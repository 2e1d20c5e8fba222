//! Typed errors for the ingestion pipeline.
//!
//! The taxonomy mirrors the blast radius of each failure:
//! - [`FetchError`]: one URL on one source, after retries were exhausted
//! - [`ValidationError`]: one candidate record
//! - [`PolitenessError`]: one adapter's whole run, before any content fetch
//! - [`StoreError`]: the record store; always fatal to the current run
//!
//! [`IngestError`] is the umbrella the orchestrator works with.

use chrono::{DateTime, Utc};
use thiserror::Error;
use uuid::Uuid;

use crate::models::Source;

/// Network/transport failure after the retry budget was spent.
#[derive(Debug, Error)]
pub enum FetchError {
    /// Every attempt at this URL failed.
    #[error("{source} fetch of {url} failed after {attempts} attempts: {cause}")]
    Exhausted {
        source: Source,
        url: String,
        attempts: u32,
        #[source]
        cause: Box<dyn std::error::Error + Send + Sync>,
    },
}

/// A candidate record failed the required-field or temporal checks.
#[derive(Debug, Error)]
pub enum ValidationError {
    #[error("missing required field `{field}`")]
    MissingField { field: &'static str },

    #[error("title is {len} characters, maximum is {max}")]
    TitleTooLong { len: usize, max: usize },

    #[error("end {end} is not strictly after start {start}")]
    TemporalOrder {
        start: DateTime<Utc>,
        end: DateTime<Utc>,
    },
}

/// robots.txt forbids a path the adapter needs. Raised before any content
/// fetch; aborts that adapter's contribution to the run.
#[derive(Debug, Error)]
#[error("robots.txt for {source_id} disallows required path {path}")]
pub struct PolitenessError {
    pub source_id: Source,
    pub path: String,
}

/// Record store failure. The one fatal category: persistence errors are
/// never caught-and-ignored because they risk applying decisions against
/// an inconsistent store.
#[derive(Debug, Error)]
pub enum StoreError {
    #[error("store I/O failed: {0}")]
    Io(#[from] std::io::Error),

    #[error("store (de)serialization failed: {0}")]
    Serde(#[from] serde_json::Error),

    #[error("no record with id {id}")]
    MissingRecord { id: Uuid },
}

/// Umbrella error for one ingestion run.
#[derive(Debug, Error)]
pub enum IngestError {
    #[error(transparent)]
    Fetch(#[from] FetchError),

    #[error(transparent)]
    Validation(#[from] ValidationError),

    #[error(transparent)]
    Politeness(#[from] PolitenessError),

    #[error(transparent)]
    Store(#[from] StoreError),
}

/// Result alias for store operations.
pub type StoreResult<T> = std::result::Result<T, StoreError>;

──────

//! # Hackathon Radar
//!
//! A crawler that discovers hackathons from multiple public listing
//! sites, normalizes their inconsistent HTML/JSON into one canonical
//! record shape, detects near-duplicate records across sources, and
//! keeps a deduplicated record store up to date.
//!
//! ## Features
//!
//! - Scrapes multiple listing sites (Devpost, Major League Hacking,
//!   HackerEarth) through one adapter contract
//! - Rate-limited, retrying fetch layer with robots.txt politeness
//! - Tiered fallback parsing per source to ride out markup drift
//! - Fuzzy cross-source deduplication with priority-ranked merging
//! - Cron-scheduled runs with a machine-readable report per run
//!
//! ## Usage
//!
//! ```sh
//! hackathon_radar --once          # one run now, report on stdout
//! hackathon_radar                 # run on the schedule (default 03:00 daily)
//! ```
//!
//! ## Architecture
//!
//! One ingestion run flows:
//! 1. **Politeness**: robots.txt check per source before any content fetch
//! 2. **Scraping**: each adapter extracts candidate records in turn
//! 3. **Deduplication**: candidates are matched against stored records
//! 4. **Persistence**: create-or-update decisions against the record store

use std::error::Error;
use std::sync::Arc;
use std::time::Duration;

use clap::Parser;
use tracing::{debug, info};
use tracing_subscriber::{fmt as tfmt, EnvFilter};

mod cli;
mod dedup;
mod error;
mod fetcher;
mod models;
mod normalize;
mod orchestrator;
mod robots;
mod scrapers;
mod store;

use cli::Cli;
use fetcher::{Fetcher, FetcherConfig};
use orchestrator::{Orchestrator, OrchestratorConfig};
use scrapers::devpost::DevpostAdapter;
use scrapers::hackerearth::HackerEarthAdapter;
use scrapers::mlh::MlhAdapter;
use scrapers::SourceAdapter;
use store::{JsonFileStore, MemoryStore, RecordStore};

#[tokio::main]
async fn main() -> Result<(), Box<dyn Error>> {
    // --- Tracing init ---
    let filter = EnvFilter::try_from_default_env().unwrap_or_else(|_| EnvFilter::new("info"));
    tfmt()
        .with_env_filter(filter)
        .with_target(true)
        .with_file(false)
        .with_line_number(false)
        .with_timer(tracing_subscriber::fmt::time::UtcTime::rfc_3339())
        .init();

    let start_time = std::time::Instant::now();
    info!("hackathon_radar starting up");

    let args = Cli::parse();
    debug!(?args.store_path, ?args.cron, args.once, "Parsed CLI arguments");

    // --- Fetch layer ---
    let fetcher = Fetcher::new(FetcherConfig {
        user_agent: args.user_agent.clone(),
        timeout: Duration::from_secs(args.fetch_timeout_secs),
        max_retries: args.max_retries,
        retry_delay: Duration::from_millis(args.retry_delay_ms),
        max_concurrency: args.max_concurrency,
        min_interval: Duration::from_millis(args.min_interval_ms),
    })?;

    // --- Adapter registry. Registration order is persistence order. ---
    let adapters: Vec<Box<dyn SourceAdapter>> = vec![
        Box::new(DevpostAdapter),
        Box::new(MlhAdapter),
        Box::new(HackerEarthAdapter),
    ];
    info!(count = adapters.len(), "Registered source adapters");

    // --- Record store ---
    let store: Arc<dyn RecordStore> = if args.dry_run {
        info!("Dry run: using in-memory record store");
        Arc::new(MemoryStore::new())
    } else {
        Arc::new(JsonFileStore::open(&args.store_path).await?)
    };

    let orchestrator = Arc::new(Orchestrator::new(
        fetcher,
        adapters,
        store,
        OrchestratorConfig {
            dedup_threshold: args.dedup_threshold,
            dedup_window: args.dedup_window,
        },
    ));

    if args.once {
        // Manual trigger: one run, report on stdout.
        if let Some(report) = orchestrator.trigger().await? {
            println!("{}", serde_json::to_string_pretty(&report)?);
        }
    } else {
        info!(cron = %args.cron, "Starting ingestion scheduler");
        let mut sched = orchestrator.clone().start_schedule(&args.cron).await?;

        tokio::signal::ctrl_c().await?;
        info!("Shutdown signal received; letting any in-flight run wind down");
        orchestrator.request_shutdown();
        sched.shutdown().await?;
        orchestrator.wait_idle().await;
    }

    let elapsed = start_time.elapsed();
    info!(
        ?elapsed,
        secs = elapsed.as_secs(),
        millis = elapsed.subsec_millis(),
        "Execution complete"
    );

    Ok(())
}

──────

TASK INSTRUCTIONS
Scan the lines above for "repository 2e1d20c5e8fba222" and for "orchestrator works with.". Repeat exactly the line holding each of them and every line in between.

ANSWER TO THE PROBLEM
repository 2e1d20c5e8fba222
//! Typed errors for the ingestion pipeline.
//!
//! The taxonomy mirrors the blast radius of each failure:
//! - [`FetchError`]: one URL on one source, after retries were exhausted
//! - [`ValidationError`]: one candidate record
//! - [`PolitenessError`]: one adapter's whole run, before any content fetch
//! - [`StoreError`]: the record store; always fatal to the current run
//!
//! [`IngestError`] is the umbrella the orchestrator works with.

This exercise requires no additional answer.